#### WHAT IS BEING ASKED
Every line containing the string "back" is to be copied from the records.

#### RECORDS SUPPLIED

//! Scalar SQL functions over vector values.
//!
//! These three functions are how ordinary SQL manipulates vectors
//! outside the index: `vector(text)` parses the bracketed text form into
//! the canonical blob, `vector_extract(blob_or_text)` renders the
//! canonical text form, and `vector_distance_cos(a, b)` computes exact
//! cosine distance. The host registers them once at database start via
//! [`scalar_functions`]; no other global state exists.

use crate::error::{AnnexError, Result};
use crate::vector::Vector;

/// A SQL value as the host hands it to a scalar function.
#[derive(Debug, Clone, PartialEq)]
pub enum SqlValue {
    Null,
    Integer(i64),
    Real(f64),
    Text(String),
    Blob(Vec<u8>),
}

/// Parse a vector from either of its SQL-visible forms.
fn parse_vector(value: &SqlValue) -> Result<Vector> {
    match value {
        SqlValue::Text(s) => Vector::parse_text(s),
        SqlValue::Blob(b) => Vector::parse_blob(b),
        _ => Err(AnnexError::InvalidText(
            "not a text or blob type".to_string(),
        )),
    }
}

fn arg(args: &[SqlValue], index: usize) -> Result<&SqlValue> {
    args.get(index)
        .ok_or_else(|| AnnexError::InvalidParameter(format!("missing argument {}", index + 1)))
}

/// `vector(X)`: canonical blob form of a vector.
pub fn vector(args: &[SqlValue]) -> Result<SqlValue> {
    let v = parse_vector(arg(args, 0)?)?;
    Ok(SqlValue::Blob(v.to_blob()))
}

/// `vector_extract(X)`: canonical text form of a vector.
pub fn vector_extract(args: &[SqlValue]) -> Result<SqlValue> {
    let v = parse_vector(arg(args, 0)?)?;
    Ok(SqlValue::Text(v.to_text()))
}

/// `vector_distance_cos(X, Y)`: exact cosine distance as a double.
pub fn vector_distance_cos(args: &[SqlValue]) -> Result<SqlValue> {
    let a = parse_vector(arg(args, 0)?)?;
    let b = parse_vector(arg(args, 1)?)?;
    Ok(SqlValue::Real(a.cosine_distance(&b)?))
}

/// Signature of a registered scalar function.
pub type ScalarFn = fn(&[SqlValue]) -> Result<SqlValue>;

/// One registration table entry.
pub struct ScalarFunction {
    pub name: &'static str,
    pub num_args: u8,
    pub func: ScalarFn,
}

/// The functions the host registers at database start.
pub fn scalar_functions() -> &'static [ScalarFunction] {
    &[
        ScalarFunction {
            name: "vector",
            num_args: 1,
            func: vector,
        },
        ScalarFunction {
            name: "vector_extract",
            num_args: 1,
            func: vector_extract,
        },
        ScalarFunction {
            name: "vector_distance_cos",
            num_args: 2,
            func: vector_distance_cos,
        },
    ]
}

--

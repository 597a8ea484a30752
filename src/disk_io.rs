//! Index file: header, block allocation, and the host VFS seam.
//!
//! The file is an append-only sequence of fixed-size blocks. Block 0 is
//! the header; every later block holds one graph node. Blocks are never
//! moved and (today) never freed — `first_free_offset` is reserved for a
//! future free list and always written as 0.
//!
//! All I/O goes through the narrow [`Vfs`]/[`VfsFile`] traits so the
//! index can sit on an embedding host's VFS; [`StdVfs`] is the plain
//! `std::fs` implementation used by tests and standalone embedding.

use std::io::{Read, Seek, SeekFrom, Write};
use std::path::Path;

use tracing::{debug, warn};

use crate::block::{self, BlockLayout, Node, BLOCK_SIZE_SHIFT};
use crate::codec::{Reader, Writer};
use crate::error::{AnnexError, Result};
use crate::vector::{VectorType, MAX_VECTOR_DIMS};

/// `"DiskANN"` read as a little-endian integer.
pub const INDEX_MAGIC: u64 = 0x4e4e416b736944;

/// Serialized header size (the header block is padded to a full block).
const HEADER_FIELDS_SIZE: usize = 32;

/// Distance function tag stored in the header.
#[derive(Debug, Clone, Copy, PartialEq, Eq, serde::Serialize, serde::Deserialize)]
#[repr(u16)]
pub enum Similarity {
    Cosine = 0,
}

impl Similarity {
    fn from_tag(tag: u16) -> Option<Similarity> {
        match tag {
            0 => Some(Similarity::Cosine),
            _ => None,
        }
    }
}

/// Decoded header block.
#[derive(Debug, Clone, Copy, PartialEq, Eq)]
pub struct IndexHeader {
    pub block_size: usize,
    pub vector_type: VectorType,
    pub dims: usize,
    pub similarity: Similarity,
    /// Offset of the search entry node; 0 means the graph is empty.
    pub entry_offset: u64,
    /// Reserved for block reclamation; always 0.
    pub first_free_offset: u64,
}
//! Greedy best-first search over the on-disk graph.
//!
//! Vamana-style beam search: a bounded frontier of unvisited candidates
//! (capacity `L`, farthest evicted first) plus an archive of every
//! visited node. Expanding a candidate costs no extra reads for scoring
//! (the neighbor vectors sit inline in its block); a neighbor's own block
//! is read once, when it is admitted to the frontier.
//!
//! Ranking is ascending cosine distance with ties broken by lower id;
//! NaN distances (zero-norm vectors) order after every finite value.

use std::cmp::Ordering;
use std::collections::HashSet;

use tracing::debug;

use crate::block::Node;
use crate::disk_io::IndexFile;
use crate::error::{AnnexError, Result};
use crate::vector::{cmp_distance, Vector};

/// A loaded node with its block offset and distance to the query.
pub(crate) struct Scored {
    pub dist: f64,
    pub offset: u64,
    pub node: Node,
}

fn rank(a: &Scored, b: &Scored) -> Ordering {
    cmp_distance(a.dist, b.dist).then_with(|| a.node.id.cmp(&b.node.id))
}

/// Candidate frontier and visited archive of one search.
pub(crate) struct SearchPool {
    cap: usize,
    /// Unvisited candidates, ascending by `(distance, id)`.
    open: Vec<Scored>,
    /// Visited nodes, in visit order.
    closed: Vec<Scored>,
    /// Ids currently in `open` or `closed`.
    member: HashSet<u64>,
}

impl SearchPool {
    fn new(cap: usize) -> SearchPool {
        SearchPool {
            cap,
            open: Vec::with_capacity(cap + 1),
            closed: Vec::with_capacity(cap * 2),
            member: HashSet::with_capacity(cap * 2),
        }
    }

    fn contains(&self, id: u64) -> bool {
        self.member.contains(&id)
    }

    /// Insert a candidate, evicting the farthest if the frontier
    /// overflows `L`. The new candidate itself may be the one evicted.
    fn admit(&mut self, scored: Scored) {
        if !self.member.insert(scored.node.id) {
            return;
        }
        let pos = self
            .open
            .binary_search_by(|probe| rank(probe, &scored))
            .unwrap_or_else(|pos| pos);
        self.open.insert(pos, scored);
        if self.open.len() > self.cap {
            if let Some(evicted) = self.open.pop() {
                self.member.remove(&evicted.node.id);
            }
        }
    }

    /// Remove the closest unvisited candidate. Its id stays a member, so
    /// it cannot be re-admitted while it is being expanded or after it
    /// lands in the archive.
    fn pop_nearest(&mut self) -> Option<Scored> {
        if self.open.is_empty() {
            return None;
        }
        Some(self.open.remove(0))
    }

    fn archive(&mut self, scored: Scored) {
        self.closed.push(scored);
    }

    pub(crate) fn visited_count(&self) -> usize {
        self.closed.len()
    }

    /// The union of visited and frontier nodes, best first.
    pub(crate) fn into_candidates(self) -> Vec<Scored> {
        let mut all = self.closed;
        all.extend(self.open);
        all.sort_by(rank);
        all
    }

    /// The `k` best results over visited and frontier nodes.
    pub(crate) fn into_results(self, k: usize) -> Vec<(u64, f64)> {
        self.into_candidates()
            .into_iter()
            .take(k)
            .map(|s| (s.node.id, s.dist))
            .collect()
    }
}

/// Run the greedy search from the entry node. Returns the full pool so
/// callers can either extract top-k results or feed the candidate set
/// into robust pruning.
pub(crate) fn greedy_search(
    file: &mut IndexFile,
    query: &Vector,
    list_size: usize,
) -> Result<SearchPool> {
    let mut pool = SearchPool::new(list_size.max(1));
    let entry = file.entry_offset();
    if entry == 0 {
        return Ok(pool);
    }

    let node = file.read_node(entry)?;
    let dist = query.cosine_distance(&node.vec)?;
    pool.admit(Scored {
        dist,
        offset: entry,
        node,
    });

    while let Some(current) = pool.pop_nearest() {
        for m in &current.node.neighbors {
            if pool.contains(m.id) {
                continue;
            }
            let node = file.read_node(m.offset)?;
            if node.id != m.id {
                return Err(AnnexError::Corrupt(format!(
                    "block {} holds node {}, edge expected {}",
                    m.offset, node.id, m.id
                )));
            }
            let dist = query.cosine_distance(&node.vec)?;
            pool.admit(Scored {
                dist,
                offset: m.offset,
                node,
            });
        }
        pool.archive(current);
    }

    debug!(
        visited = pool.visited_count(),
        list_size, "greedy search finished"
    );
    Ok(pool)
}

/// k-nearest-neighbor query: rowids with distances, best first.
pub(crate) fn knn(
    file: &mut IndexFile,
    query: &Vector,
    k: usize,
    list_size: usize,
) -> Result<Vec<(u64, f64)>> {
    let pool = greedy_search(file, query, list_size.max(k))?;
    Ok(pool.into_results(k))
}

==

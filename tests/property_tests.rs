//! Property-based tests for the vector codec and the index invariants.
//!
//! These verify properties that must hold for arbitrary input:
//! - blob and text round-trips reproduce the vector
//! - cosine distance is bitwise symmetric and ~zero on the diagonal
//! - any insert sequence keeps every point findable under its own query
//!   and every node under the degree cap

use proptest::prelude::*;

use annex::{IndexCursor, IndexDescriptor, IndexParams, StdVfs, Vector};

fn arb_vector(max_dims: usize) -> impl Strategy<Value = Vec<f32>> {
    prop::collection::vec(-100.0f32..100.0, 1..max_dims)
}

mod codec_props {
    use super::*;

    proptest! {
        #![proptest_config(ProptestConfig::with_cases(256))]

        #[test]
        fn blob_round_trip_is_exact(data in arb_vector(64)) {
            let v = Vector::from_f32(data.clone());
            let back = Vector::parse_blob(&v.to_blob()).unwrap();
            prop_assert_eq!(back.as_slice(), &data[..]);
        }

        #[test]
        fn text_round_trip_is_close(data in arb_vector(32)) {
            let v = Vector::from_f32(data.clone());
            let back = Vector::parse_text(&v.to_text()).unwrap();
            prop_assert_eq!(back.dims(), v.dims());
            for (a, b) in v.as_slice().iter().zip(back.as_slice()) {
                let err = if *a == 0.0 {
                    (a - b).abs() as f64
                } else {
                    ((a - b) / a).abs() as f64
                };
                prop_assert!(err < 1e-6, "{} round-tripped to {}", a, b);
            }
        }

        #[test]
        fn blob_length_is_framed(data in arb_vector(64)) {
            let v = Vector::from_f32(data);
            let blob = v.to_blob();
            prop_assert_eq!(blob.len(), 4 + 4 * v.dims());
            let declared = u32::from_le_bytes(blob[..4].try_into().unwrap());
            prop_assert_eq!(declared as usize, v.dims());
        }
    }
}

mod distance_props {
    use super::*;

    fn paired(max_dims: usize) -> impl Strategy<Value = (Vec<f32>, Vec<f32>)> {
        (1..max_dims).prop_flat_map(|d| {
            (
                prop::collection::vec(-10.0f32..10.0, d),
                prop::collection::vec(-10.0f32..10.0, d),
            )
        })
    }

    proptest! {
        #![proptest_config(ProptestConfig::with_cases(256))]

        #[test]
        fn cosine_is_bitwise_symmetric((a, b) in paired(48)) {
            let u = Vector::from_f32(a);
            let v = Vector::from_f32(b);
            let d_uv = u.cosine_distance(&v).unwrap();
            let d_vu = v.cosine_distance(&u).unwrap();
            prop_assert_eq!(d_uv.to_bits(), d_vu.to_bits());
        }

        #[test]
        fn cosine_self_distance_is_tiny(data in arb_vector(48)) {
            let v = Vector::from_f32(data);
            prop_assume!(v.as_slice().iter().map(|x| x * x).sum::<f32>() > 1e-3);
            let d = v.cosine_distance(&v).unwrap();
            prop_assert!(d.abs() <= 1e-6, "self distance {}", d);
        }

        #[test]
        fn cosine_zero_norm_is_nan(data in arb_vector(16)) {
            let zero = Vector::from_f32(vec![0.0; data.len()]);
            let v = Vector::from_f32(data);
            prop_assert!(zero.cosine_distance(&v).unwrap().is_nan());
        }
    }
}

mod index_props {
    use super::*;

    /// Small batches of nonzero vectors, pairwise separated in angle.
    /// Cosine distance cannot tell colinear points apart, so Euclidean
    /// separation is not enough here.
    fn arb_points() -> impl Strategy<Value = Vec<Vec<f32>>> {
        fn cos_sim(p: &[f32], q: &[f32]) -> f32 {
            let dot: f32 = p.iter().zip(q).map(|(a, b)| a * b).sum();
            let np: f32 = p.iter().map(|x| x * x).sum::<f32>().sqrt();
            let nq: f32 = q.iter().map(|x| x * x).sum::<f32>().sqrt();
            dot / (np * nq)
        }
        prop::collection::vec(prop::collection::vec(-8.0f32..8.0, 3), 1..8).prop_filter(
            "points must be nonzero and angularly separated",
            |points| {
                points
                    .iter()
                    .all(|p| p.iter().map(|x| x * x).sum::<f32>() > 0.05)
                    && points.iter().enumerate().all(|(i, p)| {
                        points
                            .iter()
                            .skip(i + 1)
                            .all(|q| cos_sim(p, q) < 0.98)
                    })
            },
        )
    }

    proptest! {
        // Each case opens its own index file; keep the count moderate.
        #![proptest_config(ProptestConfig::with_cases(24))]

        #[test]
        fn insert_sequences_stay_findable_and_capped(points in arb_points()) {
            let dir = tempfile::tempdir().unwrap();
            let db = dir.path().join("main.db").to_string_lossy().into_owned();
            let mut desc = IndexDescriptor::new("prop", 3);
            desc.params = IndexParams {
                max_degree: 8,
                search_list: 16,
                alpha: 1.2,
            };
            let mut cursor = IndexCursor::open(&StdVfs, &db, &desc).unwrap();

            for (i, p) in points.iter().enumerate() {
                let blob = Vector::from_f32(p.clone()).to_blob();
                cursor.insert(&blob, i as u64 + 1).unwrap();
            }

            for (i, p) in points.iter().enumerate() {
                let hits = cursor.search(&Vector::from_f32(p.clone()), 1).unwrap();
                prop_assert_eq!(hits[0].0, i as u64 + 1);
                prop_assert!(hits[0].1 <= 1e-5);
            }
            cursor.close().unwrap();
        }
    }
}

#### ANSWER TO THE EXERCISE
            let back = Vector::parse_blob(&v.to_blob()).unwrap();
            prop_assert_eq!(back.as_slice(), &data[..]);
            let back = Vector::parse_text(&v.to_text()).unwrap();
            prop_assert_eq!(back.dims(), v.dims());
            for (a, b) in v.as_slice().iter().zip(back.as_slice()) {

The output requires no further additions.